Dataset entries
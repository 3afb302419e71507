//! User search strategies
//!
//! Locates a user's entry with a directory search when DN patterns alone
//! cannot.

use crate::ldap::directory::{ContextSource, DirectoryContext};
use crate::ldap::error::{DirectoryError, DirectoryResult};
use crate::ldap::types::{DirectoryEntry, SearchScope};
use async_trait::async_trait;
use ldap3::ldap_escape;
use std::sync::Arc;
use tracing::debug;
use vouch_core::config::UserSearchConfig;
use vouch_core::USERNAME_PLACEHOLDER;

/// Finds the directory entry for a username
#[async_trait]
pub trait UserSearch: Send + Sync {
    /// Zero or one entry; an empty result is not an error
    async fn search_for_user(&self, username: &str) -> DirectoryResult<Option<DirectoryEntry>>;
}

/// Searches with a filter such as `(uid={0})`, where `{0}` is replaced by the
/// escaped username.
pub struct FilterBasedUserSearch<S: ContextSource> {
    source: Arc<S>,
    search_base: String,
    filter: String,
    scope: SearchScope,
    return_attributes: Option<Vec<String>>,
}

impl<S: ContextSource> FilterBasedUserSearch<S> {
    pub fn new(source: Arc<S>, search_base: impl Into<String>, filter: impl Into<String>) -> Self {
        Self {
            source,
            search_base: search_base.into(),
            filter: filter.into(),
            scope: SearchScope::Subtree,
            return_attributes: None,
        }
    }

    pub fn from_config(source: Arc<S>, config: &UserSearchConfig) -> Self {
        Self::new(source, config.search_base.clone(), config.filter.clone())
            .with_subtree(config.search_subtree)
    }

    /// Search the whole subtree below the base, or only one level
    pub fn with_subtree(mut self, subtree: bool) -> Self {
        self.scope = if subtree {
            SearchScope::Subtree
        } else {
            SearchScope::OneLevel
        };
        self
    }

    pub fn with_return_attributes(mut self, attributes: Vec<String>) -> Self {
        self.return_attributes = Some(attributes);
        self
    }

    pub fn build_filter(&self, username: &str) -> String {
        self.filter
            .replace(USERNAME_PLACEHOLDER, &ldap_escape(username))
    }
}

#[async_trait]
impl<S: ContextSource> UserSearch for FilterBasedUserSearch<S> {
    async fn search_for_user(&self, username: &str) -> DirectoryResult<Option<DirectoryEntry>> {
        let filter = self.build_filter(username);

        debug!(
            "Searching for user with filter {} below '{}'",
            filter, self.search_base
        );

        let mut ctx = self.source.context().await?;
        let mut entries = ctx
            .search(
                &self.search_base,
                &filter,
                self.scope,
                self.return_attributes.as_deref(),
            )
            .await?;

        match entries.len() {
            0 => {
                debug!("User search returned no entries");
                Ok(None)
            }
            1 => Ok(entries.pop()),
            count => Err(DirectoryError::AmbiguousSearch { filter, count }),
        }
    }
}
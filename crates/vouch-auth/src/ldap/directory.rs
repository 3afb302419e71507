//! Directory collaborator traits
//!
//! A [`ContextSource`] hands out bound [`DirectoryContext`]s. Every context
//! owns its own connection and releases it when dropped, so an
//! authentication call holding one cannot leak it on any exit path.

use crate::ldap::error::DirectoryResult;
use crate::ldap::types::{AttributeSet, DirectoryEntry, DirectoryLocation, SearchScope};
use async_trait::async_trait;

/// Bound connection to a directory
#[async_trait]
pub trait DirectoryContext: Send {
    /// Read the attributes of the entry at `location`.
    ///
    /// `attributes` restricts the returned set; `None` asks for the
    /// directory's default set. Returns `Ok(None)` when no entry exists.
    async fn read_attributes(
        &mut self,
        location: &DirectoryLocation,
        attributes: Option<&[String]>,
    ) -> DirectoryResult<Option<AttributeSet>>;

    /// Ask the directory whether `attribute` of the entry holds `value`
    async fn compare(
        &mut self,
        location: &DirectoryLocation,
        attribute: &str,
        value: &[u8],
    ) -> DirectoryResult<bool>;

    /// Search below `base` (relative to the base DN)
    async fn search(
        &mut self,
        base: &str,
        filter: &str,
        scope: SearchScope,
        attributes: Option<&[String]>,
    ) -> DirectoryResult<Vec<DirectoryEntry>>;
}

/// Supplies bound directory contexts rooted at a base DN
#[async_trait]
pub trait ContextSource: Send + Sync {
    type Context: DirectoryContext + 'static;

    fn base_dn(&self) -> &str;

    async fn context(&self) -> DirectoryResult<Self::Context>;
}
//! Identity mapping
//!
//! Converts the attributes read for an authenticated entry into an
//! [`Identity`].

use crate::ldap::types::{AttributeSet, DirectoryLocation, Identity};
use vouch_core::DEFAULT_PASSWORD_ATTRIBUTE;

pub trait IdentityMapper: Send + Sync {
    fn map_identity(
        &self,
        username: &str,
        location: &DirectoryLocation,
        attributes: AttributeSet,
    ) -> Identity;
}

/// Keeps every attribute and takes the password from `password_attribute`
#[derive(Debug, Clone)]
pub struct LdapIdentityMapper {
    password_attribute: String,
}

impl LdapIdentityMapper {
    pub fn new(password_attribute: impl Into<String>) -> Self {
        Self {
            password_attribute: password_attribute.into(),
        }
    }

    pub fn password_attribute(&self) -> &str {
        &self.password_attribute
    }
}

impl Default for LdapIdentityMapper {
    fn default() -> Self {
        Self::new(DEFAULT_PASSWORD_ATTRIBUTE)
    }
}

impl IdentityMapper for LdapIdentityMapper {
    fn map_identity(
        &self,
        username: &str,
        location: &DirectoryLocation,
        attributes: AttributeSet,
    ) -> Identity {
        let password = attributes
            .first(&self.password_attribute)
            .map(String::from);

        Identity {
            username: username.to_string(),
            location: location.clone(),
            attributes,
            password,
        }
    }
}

▸ Task directions:
Above are records; repeat only the lines starting at the line with "only one level" and ending at the line with "pub fn with_return_attributes(mut", exactly as they appear, both included.

▸ Result of the task:
    /// Search the whole subtree below the base, or only one level
    pub fn with_subtree(mut self, subtree: bool) -> Self {
        self.scope = if subtree {
            SearchScope::Subtree
        } else {
            SearchScope::OneLevel
        };
        self
    }

    pub fn with_return_attributes(mut self, attributes: Vec<String>) -> Self {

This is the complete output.